## Dataset entries
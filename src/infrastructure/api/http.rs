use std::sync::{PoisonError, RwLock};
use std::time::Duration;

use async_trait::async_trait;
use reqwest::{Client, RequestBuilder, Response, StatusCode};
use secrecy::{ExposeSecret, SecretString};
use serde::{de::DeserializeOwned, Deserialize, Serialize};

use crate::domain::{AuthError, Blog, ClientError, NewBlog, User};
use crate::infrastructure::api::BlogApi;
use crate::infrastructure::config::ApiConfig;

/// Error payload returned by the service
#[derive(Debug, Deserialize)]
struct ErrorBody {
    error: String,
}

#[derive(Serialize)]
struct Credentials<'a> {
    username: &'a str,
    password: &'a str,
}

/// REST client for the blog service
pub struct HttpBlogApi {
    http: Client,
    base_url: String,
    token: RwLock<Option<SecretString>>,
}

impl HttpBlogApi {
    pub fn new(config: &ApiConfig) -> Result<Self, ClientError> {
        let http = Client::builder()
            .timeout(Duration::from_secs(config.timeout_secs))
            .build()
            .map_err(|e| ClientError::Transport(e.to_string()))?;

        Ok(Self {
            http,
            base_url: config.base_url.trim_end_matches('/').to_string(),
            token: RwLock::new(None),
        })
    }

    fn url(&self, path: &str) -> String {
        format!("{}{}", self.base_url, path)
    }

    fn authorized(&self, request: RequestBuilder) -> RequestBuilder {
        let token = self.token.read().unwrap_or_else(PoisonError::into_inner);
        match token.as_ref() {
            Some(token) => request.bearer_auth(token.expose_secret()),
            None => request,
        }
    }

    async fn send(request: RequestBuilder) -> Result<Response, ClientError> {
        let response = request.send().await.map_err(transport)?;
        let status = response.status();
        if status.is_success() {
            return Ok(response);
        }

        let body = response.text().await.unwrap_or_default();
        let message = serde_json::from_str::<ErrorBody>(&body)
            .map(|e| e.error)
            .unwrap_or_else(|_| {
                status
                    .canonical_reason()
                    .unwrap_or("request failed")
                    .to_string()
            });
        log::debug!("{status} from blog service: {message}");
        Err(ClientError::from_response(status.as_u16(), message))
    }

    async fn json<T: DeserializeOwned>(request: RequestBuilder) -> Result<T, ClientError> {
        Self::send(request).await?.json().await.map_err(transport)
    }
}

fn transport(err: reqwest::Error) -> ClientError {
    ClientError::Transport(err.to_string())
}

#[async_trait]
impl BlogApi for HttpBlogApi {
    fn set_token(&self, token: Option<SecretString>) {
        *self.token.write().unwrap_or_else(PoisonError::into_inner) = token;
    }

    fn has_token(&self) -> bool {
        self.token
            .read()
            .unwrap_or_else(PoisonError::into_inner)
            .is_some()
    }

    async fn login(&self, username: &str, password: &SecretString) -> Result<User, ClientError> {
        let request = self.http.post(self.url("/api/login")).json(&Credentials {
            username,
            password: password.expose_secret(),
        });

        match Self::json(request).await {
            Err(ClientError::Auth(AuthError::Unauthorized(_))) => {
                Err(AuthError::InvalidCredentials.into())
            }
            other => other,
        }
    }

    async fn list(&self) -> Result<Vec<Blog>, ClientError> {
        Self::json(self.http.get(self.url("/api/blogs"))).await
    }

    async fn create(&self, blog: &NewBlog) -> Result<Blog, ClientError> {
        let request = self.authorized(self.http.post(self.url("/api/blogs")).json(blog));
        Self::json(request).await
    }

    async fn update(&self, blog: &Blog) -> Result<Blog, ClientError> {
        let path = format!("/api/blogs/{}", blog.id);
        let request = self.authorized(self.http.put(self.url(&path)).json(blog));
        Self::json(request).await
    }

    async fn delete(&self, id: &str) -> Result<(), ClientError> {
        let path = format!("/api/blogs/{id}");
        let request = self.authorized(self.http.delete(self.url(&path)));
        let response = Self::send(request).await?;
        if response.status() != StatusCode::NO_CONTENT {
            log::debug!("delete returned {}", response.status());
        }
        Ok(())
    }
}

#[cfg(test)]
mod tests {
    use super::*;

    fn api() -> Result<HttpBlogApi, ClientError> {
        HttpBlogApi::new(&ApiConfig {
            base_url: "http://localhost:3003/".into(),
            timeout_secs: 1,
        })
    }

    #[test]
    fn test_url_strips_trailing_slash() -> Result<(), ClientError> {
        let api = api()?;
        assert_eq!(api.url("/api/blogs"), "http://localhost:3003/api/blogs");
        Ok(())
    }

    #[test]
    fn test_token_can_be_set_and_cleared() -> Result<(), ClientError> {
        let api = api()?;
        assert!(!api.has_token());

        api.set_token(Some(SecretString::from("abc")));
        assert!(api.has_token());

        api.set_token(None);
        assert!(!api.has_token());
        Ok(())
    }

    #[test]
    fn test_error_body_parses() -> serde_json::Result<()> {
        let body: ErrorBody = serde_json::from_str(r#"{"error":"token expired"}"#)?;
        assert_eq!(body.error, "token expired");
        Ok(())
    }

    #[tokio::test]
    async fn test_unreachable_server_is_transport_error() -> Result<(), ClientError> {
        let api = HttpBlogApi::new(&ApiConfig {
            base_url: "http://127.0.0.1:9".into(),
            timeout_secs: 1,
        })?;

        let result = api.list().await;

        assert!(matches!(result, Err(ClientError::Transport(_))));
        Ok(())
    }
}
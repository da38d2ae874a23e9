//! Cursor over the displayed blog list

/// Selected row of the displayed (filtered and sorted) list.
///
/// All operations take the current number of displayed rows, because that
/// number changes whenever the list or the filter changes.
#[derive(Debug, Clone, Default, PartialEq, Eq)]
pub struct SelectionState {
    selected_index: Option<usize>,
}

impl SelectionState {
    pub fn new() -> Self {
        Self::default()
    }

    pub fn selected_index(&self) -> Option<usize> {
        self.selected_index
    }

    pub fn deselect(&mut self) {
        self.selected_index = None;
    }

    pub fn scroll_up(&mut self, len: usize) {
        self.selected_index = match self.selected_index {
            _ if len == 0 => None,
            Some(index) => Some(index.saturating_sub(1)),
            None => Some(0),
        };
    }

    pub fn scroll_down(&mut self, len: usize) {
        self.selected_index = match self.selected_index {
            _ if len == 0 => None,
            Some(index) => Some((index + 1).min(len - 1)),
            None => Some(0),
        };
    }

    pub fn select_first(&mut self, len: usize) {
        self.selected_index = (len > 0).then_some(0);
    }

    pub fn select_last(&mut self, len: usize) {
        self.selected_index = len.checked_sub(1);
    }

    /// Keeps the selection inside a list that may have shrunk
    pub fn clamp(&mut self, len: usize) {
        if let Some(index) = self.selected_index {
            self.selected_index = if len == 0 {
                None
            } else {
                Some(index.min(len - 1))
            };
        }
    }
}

## EXERCISE OBJECTIVE
State the number of lines in the records that contain the string "localhost". Nothing else is needed.

## ANSWER TO THIS PROBLEM
2